BN: If the jail were built the way it was promised to be built, we would have saved this community a significant amount of money every year.

CL: Who is to blame on that?

BN: That has to come out of the county commission and the county executive's office.

CL: Ficano.

BN: We have to move forward. That's behind us, Charlie. We have to get past that and do the right thing and build a new jail somewhere, because it is going to save the taxpayers dollars.

CL: Let's talk about the current jails. We had a guy walk out assuming someone else's identity. We had a guy with a dull comb attack a deputy. What does that say about the facilities that we have now?

BN: I have declared a state of emergency several times this year because I'm working people ridiculous overtime. Fifty hours in addition to their 40-hour work week. People are tired, they are agitated and it is a real serious issue. I'm not telling you anything that I've not made the county aware of. The county commission and the executives have to deal with that.

CL: Let's go in there and take a look at how real people live. We're just a block from your friend's church.

BN: Yes.

CL: A block from a college campus.

BN: Yes. Unacceptable.

CL: How are you going to fix this?

BN: Charlie, you just have to have the will to do it. You have to understand this is a problem, living in the neighborhood, living in the community and recognizing that this is not acceptable for our children, it is not acceptable for our seniors, it is not acceptable for people to have to live. This is a major city and this is unfortunately not uncommon. Look at the contrast. You go down that street, look at this beautiful house.

CL: Let's see if a baby lives in there.

BN: Look at this beautiful house, well-kept, flowers, and look what's right next door. We have to clean this community up. Her children deserve better.

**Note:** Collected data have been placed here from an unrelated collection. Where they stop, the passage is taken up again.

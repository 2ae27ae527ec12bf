use serde::Serialize;
use serde_json::{json, Value};

use crate::{
    config::RuleBook,
    critique::{CritiqueResult, Dimension, Issue, Score, ScoreCard, Severity},
    error::{Result, ResultExt},
    stage::Stage,
};

/// How urgently the next request has to change.
#[derive(Debug, Clone, Copy, PartialEq, Eq, PartialOrd, Ord, Serialize)]
#[serde(rename_all = "lowercase")]
pub enum Priority {
    Low,
    Moderate,
    High,
    Critical,
}

/// A dimension scoring under its rule sub-threshold.
#[derive(Debug, Clone, Copy, PartialEq, Serialize)]
pub struct WeakDimension {
    pub dimension: Dimension,
    pub score: Score,
    pub below: f64,
}

/// Issues grouped by severity, most severe first when serialized.
#[derive(Debug, Clone, Default, Serialize)]
pub struct IssueGroups {
    pub critical: Vec<Issue>,
    pub major: Vec<Issue>,
    pub minor: Vec<Issue>,
}

impl IssueGroups {
    fn from_issues(issues: &[Issue]) -> Self {
        let mut groups = Self::default();
        for issue in issues {
            match issue.severity {
                Severity::Critical => groups.critical.push(issue.clone()),
                Severity::Major => groups.major.push(issue.clone()),
                Severity::Minor => groups.minor.push(issue.clone()),
            }
        }
        groups
    }

    pub fn total(&self) -> usize {
        self.critical.len() + self.major.len() + self.minor.len()
    }
}

/// Everything a model-assisted refiner needs to rewrite a request.
#[derive(Debug, Clone)]
pub struct FeedbackContext<S: Stage> {
    pub request: S::Request,
    pub prompt: String,
    /// The latest candidate, serialized.
    pub candidate: Value,
    pub critique: CritiqueResult<S::Scores>,
    pub retry_count: usize,
    pub priority: Priority,
    pub issues: IssueGroups,
    pub weak_dimensions: Vec<WeakDimension>,
}

impl<S: Stage> FeedbackContext<S> {
    pub fn build(
        request: &S::Request,
        latest: &S::Candidate,
        critique: &CritiqueResult<S::Scores>,
        retry_count: usize,
        rules: &RuleBook,
    ) -> Result<Self> {
        let weak_dimensions = weak_dimensions(critique.scores(), rules);
        let issues = IssueGroups::from_issues(&critique.issues);
        let priority = priority_for(&issues, critique.scores(), &weak_dimensions);

        Ok(Self {
            request: request.clone(),
            prompt: S::prompt_of(request),
            candidate: serde_json::to_value(latest)
                .with_context(format!("serializing {} candidate", S::NAME))?,
            critique: critique.clone(),
            retry_count,
            priority,
            issues,
            weak_dimensions,
        })
    }

    /// Render the context as the JSON document sent to the model.
    pub fn to_json(&self) -> Value {
        let scores: serde_json::Map<String, Value> = self
            .critique
            .scores()
            .dimensions()
            .into_iter()
            .map(|(d, s)| (d.label().to_string(), json!(s.value())))
            .collect();

        json!({
            "stage": S::NAME,
            "original_prompt": self.prompt,
            "retry_count": self.retry_count,
            "priority": self.priority,
            "overall_score": self.critique.overall().value(),
            "scores": scores,
            "weak_dimensions": self.weak_dimensions,
            "strengths": self.critique.strengths,
            "weaknesses": self.critique.weaknesses,
            "suggestions": self.critique.suggestions,
            "issues": self.issues,
            "candidate": self.candidate,
        })
    }
}

pub(crate) fn weak_dimensions<C: ScoreCard>(scores: &C, rules: &RuleBook) -> Vec<WeakDimension> {
    scores
        .dimensions()
        .into_iter()
        .filter_map(|(dimension, score)| {
            let rule = rules.rule_for(dimension)?;
            rule.triggered_by(score).then_some(WeakDimension {
                dimension,
                score,
                below: rule.below,
            })
        })
        .collect()
}

fn priority_for<C: ScoreCard>(
    issues: &IssueGroups,
    scores: &C,
    weak: &[WeakDimension],
) -> Priority {
    if !issues.critical.is_empty() {
        Priority::Critical
    } else if !issues.major.is_empty() || scores.dimensions().iter().any(|(_, s)| s.value() < 7.0) {
        Priority::High
    } else if !weak.is_empty() {
        Priority::Moderate
    } else {
        Priority::Low
    }
}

CL: When the emergency manager scrubs those books and the people make the grand sacrifice, can you tell me how you're going to stop the bloodsuckers who ate this city to its death from coming back and doing that?

BN: We will make sure we're open for business and have transparent business and don't do anything in the dark. Unfortunately folks have been allowed to do things in the dark that are now coming to light.

CL: Fair contracting?

BN: Absolutely.

CL: No preferential treatment?

BN: No. That's illegal.

CL: It happens all of the time.

BN: Not to me it don't.

CL: In this town, you know. .

BN: I understand, but those days are gone.

CL: If you don't beat Mike Duggan, can you we put the career in that hole?

BN: No. Why would you figure that? I'm still going to be the sheriff. I've got three years left on my term, dude.